TASK PROMPT
Match the string "crate" against each line below, and copy every line that matches.

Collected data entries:
// パス: src/alias.rs
// 役割: エイリアス名と展開テキストの対応を保持し、ファイルへ永続化する
// 意図: 定義・削除・列挙・保存を 1 か所に集約し、名前の検証規則を統一する
// 関連ファイル: src/expand.rs, src/repl/commands.rs, src/repl/cmd.rs
//! エイリアスストア。
//!
//! 名前はシジル `@` を含まない形で保持する（`@x` の定義は `x` として格納）。
//! 検索はハッシュで、一覧表示は定義順で行う。保存は名前順で決定的に書き出す。

use std::collections::HashMap;
use std::fs;
use std::io::{BufWriter, Write};
use std::path::Path;

use tracing::{debug, info, warn};

use crate::errors::{LineError, ReplError, ReplResult};
use crate::expand::expand;

/// エイリアス参照の前置記号。
pub const SIGIL: char = '@';

/// 単一のエイリアス定義。
#[derive(Debug, Clone, PartialEq, Eq)]
pub struct Alias {
    pub name: String,
    pub expansion: String,
}

/// `^[A-Za-z_][A-Za-z0-9_]*$` を満たすかを判定する。
pub fn is_valid_name(name: &str) -> bool {
    let mut chars = name.chars();
    match chars.next() {
        Some(c) if c.is_ascii_alphabetic() || c == '_' => {}
        _ => return false,
    }
    chars.all(|c| c.is_ascii_alphanumeric() || c == '_')
}

/// `@name = expr` 形式の本体を名前と式へ分解する。
///
/// 名前はシジル必須、式は前後の空白を除いたもの。式が空かどうかの検査は
/// [`AliasStore::define`] に任せる。
pub fn parse_definition(body: &str) -> ReplResult<(String, String)> {
    let Some((lhs, rhs)) = body.split_once('=') else {
        return Err(ReplError::MalformedAlias(body.trim().to_string()));
    };
    let lhs = lhs.trim();
    let name = lhs
        .strip_prefix(SIGIL)
        .filter(|n| is_valid_name(n))
        .ok_or_else(|| ReplError::InvalidAliasName(lhs.to_string()))?;
    Ok((name.to_string(), rhs.trim().to_string()))
}

/// セッションが排他的に所有するエイリアスの集合。
#[derive(Debug, Clone, Default)]
pub struct AliasStore {
    entries: Vec<Alias>,
    index: HashMap<String, usize>,
}

impl AliasStore {
    pub fn new() -> Self {
        Self::default()
    }

    /// エイリアスを定義（または再定義）し、直前の展開テキストを返す。
    pub fn define(&mut self, name: &str, expansion: &str) -> ReplResult<Option<String>> {
        if !is_valid_name(name) {
            return Err(ReplError::InvalidAliasName(name.to_string()));
        }
        let expansion = expansion.trim();
        if expansion.is_empty() {
            return Err(ReplError::EmptyExpansion(name.to_string()));
        }
        if let Some(&idx) = self.index.get(name) {
            let previous = std::mem::replace(&mut self.entries[idx].expansion, expansion.to_string());
            return Ok(Some(previous));
        }
        self.index.insert(name.to_string(), self.entries.len());
        self.entries.push(Alias {
            name: name.to_string(),
            expansion: expansion.to_string(),
        });
        Ok(None)
    }

    /// 定義を削除し、存在していたかどうかを返す。
    pub fn remove(&mut self, name: &str) -> bool {
        let Some(idx) = self.index.remove(name) else {
            return false;
        };
        self.entries.remove(idx);
        // 後続要素の位置を詰め直す。
        for slot in self.index.values_mut() {
            if *slot > idx {
                *slot -= 1;
            }
        }
        true
    }

    pub fn get(&self, name: &str) -> Option<&str> {
        self.index
            .get(name)
            .map(|&idx| self.entries[idx].expansion.as_str())
    }

    /// 定義順に `(name, expansion)` を列挙する。
    pub fn list(&self) -> impl Iterator<Item = (&str, &str)> {
        self.entries
            .iter()
            .map(|a| (a.name.as_str(), a.expansion.as_str()))
    }

    pub fn len(&self) -> usize {
        self.entries.len()
    }

    pub fn is_empty(&self) -> bool {
        self.entries.is_empty()
    }

    /// 永続化されたテキストを取り込み、行ごとの失敗を返す。
    ///
    /// `@name = expr` 行の式は書かれたとおりに登録する（保存内容をそのまま復元する）。
    /// 旧形式の `.alias @name = expr` 行だけは、対話入力と同じく取り込み済みの
    /// エイリアスで展開してから登録する。
    pub fn load_str(&mut self, src: &str, origin: &Path) -> Vec<LineError> {
        let mut failures = Vec::new();
        for (idx, raw) in src.lines().enumerate() {
            let line = raw.trim();
            if line.is_empty() || line.starts_with('#') {
                continue;
            }
            let outcome = match line.strip_prefix(".alias") {
                Some(body) => parse_definition(body).and_then(|(name, expr)| {
                    let expanded = expand(&expr, self)?;
                    self.define(&name, &expanded)
                }),
                None => parse_definition(line).and_then(|(name, expr)| self.define(&name, &expr)),
            };
            if let Err(error) = outcome {
                warn!(path = %origin.display(), line = idx + 1, %error, "skipping alias definition");
                failures.push(LineError {
                    path: origin.to_path_buf(),
                    line: idx + 1,
                    error,
                });
            }
        }
        failures
    }

    /// ファイルからエイリアスを読み込む。開けない場合のみ全体が失敗する。
    pub fn load(&mut self, path: &Path) -> ReplResult<Vec<LineError>> {
        let src = fs::read_to_string(path).map_err(|e| ReplError::open_failure(path, e))?;
        let failures = self.load_str(&src, path);
        info!(path = %path.display(), count = self.len(), "loaded aliases file");
        Ok(failures)
    }

    /// 名前順の `@name = expr` 行として書き出す。
    pub fn write_to<W: Write>(&self, out: &mut W) -> std::io::Result<()> {
        let mut sorted: Vec<&Alias> = self.entries.iter().collect();
        sorted.sort_by(|a, b| a.name.cmp(&b.name));
        for alias in sorted {
            writeln!(out, "{}{} = {}", SIGIL, alias.name, alias.expansion)?;
        }
        Ok(())
    }

    /// 同じディレクトリの一時ファイルへ書いてから置き換える。
    pub fn save(&self, path: &Path) -> ReplResult<()> {
        persist_atomically(path, |out| self.write_to(out))?;
        info!(path = %path.display(), count = self.len(), "saved aliases");
        Ok(())
    }
}

/// 一時ファイルへの書き込みが完了してから目的のパスへ差し替える。
/// 途中で失敗した場合、一時ファイルはドロップ時に削除される。
pub(crate) fn persist_atomically<F>(path: &Path, write: F) -> ReplResult<()>
where
    F: FnOnce(&mut BufWriter<&fs::File>) -> std::io::Result<()>,
{
    let dir = match path.parent() {
        Some(p) if !p.as_os_str().is_empty() => p.to_path_buf(),
        _ => Path::new(".").to_path_buf(),
    };
    fs::create_dir_all(&dir)?;
    let tmp = tempfile::NamedTempFile::new_in(&dir)?;
    {
        let mut out = BufWriter::new(tmp.as_file());
        write(&mut out)?;
        out.flush()?;
    }
    tmp.as_file().sync_all()?;
    tmp.persist(path).map_err(|e| ReplError::Io(e.error))?;
    debug!(path = %path.display(), "persisted file");
    Ok(())
}

#[cfg(test)]
mod tests {
    use super::{is_valid_name, parse_definition, AliasStore};
    use crate::errors::ReplError;
    use std::path::Path;

    #[test]
    /// 識別子規則に沿った名前だけが受理されることを確認する。
    fn name_grammar() {
        for ok in ["x", "_x", "and", "A1", "snake_case_9"] {
            assert!(is_valid_name(ok), "{ok}");
        }
        for bad in ["", "1x", "a-b", "@x", "a b", "é"] {
            assert!(!is_valid_name(bad), "{bad}");
        }
    }

    #[test]
    /// 定義文の分解が空白やシジル欠落に対して期待通り振る舞うか検証する。
    fn parse_definition_forms() {
        assert_eq!(
            parse_definition(" @x = a or b ").unwrap(),
            ("x".to_string(), "a or b".to_string())
        );
        assert_eq!(
            parse_definition("@y=1=1").unwrap(),
            ("y".to_string(), "1=1".to_string())
        );
        assert!(matches!(
            parse_definition("x = 1"),
            Err(ReplError::InvalidAliasName(n)) if n == "x"
        ));
        assert!(matches!(
            parse_definition("@1x = 1"),
            Err(ReplError::InvalidAliasName(_))
        ));
        assert!(matches!(
            parse_definition("@x"),
            Err(ReplError::MalformedAlias(_))
        ));
    }

    #[test]
    /// 再定義が直前の値を返し、定義順が保たれることを確認する。
    fn define_replace_and_order() {
        let mut store = AliasStore::new();
        assert_eq!(store.define("b", "B").unwrap(), None);
        assert_eq!(store.define("a", "A").unwrap(), None);
        assert_eq!(store.define("b", "B2").unwrap(), Some("B".to_string()));
        let listed: Vec<_> = store.list().collect();
        assert_eq!(listed, vec![("b", "B2"), ("a", "A")]);
    }

    #[test]
    /// 空の式と不正な名前が拒否されることを確かめる。
    fn define_rejects_bad_input() {
        let mut store = AliasStore::new();
        assert!(matches!(
            store.define("x", "   "),
            Err(ReplError::EmptyExpansion(n)) if n == "x"
        ));
        assert!(matches!(
            store.define("9", "v"),
            Err(ReplError::InvalidAliasName(_))
        ));
        assert!(store.is_empty());
    }

    #[test]
    /// 削除後も残りの要素の検索が壊れないことを検証する。
    fn remove_keeps_index_consistent() {
        let mut store = AliasStore::new();
        store.define("a", "1").unwrap();
        store.define("b", "2").unwrap();
        store.define("c", "3").unwrap();
        assert!(store.remove("a"));
        assert!(!store.remove("a"));
        assert_eq!(store.get("b"), Some("2"));
        assert_eq!(store.get("c"), Some("3"));
        assert_eq!(store.len(), 2);
    }

    #[test]
    /// 読み込みが不正行だけを飛ばし、旧形式の行だけを展開することを確認する。
    fn load_str_skips_bad_lines_and_expands_legacy_lines() {
        let src = "# comment\n\n@t = True\n.alias @nt = not @t\nbogus line\n@u = @missing\n.alias @v = @missing\n";
        let mut store = AliasStore::new();
        let failures = store.load_str(src, Path::new("aliases"));
        assert_eq!(store.get("t"), Some("True"));
        assert_eq!(store.get("nt"), Some("not True"));
        assert_eq!(store.get("u"), Some("@missing"));
        assert_eq!(store.get("v"), None);
        assert_eq!(failures.len(), 2);
        assert_eq!(failures[0].line, 5);
        assert_eq!(failures[1].line, 7);
        assert!(matches!(failures[1].error, ReplError::UnknownAlias(ref n) if n == "missing"));
    }

    #[test]
    /// 書き出しが名前順の `@name = expr` 形式になることを確認する。
    fn write_to_is_sorted() {
        let mut store = AliasStore::new();
        store.define("z", "last").unwrap();
        store.define("a", "first").unwrap();
        let mut buf = Vec::new();
        store.write_to(&mut buf).unwrap();
        assert_eq!(String::from_utf8(buf).unwrap(), "@a = first\n@z = last\n");
    }
}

ANSWER AREA
use crate::errors::{LineError, ReplError, ReplResult};
use crate::expand::expand;
pub(crate) fn persist_atomically<F>(path: &Path, write: F) -> ReplResult<()>
    use crate::errors::ReplError;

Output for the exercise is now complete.